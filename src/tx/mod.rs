//! Transaction tracking, gas pricing, nonce bookkeeping and cancellation

mod cancel;
mod gas;
mod nonce;
mod tracker;

pub use cancel::{CancelledTransaction, TransactionCanceller, CANCEL_FEE_MULTIPLIER};
pub use gas::{FeeEstimate, FeeSource, GasPriceOracle};
pub use nonce::{NonceManager, NonceSource};
pub use tracker::{FailureKind, PollResult, TransactionTracker, TxStatus};

#[cfg(test)]
pub(crate) use tracker::fixtures;
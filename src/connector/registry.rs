//! Process-wide connector registry: at most one live connector per network

use super::{ConnectorOptions, NetworkConnector};
use crate::chain::{ChainProvider, RequestCounter};
use crate::config::Settings;
use crate::error::{GatewayError, GatewayResult};
use crate::wallet::WalletStore;

use dashmap::DashMap;
use std::sync::Arc;
use tracing::{debug, info};

type ConnectorBuilder = dyn Fn(&str) -> GatewayResult<NetworkConnector> + Send + Sync;

/// Lazily built, shared connectors keyed by network name
pub struct ConnectorRegistry {
    connectors: DashMap<String, Arc<NetworkConnector>>,
    builder: Box<ConnectorBuilder>,
}

impl ConnectorRegistry {
    /// Registry that builds HTTP-backed connectors from settings
    pub fn new(settings: Arc<Settings>, wallets: Arc<WalletStore>) -> Self {
        Self::with_builder(move |network| {
            let config = settings
                .network(network)
                .ok_or_else(|| GatewayError::NetworkNotConfigured {
                    network: network.to_string(),
                })?;
            let requests = RequestCounter::new();
            let client = Arc::new(ChainProvider::new(network, config, requests.clone())?);
            let options = ConnectorOptions::from_settings(&settings, network, config);

            NetworkConnector::start(network, options, client, requests, wallets.clone())
        })
    }

    /// Registry with a custom connector factory
    pub fn with_builder<F>(builder: F) -> Self
    where
        F: Fn(&str) -> GatewayResult<NetworkConnector> + Send + Sync + 'static,
    {
        Self {
            connectors: DashMap::new(),
            builder: Box::new(builder),
        }
    }

    /// The connector for `network`, created on first use.
    ///
    /// Concurrent first calls build exactly one connector.
    pub fn get_instance(&self, network: &str) -> GatewayResult<Arc<NetworkConnector>> {
        if let Some(connector) = self.connectors.get(network) {
            return Ok(connector.clone());
        }

        let connector = self
            .connectors
            .entry(network.to_string())
            .or_try_insert_with(|| {
                debug!("Creating connector for {}", network);
                (self.builder)(network).map(Arc::new)
            })?
            .clone();
        Ok(connector)
    }

    /// Existing connector, without creating one
    pub fn get(&self, network: &str) -> Option<Arc<NetworkConnector>> {
        self.connectors.get(network).map(|c| c.clone())
    }

    /// Tear down a network's connector. Returns false if none was live.
    pub fn close(&self, network: &str) -> bool {
        match self.connectors.remove(network) {
            Some((_, connector)) => {
                connector.shutdown();
                true
            }
            None => false,
        }
    }

    /// Tear down every live connector
    pub fn close_all(&self) {
        let networks = self.connected_networks();
        for network in &networks {
            self.close(network);
        }
        info!("Closed {} connector(s)", networks.len());
    }

    pub fn connected_networks(&self) -> Vec<String> {
        let mut networks: Vec<String> = self.connectors.iter().map(|e| e.key().clone()).collect();
        networks.sort();
        networks
    }
}
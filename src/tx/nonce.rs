//! Nonce management for transaction submission
//!
//! Handles:
//! - Local per-address memory of the last assigned nonce
//! - Merging with the node's pending count on every read, so nonces used
//!   outside this process (or mined since) are never handed out again
//!
//! The gateway core only reads from here; allocation belongs to whatever
//! submits new transactions.

use crate::chain::ChainClient;
use crate::error::{GatewayError, GatewayResult};

use async_trait::async_trait;
use dashmap::DashMap;
use ethers::types::Address;
use std::sync::Arc;
use tokio::sync::Mutex;
use tracing::debug;

#[cfg(test)]
use mockall::automock;

/// Read side of nonce bookkeeping
#[cfg_attr(test, automock)]
#[async_trait]
pub trait NonceSource: Send + Sync {
    /// Last nonce assigned to the address, `None` if it has never sent one
    async fn nonce(&self, address: Address) -> GatewayResult<Option<u64>>;

    /// Allocate and return the nonce after the last assigned one
    async fn next_nonce(&self, address: Address) -> GatewayResult<u64>;
}

/// Per-address nonce state
#[derive(Default)]
struct AddressNonceState {
    last_assigned: Option<u64>,
}

impl AddressNonceState {
    /// Take the node's view when it is ahead of ours
    fn merge(&mut self, on_chain_last: Option<u64>) {
        if on_chain_last > self.last_assigned {
            self.last_assigned = on_chain_last;
        }
    }
}

/// Tracks nonces for every address seen on one network
pub struct NonceManager {
    network: String,
    client: Arc<dyn ChainClient>,
    addresses: DashMap<Address, Arc<Mutex<AddressNonceState>>>,
}

impl NonceManager {
    /// Create a new nonce manager
    pub fn new(network: &str, client: Arc<dyn ChainClient>) -> Self {
        Self {
            network: network.to_string(),
            client,
            addresses: DashMap::new(),
        }
    }

    fn state(&self, address: Address) -> Arc<Mutex<AddressNonceState>> {
        self.addresses.entry(address).or_default().clone()
    }

    /// Last nonce the node knows to be used, counting pending transactions
    async fn fetch_last_nonce(&self, address: Address) -> GatewayResult<Option<u64>> {
        let count = self
            .client
            .transaction_count(address)
            .await
            .map_err(|e| GatewayError::from_provider(&self.network, &e))?;
        Ok(count.checked_sub(1))
    }
}

#[async_trait]
impl NonceSource for NonceManager {
    async fn nonce(&self, address: Address) -> GatewayResult<Option<u64>> {
        let on_chain = self.fetch_last_nonce(address).await?;
        let state = self.state(address);
        let mut state = state.lock().await;
        state.merge(on_chain);
        Ok(state.last_assigned)
    }

    async fn next_nonce(&self, address: Address) -> GatewayResult<u64> {
        let on_chain = self.fetch_last_nonce(address).await?;
        let state = self.state(address);
        let mut state = state.lock().await;
        state.merge(on_chain);

        let nonce = state.last_assigned.map_or(0, |last| last + 1);
        state.last_assigned = Some(nonce);

        debug!("Allocated nonce {} for {:?} on {}", nonce, address, self.network);
        Ok(nonce)
    }
}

__________

**Task**
Please restate only the opening stretch of the records above: every line from the first through the one containing "connector per network", exactly as written.

**Task response**
filename src/tx/mod.rs
//! Transaction tracking, gas pricing, nonce bookkeeping and cancellation

mod cancel;
mod gas;
mod nonce;
mod tracker;

pub use cancel::{CancelledTransaction, TransactionCanceller, CANCEL_FEE_MULTIPLIER};
pub use gas::{FeeEstimate, FeeSource, GasPriceOracle};
pub use nonce::{NonceManager, NonceSource};
pub use tracker::{FailureKind, PollResult, TransactionTracker, TxStatus};

#[cfg(test)]
pub(crate) use tracker::fixtures;
filename src/connector/registry.rs
//! Process-wide connector registry: at most one live connector per network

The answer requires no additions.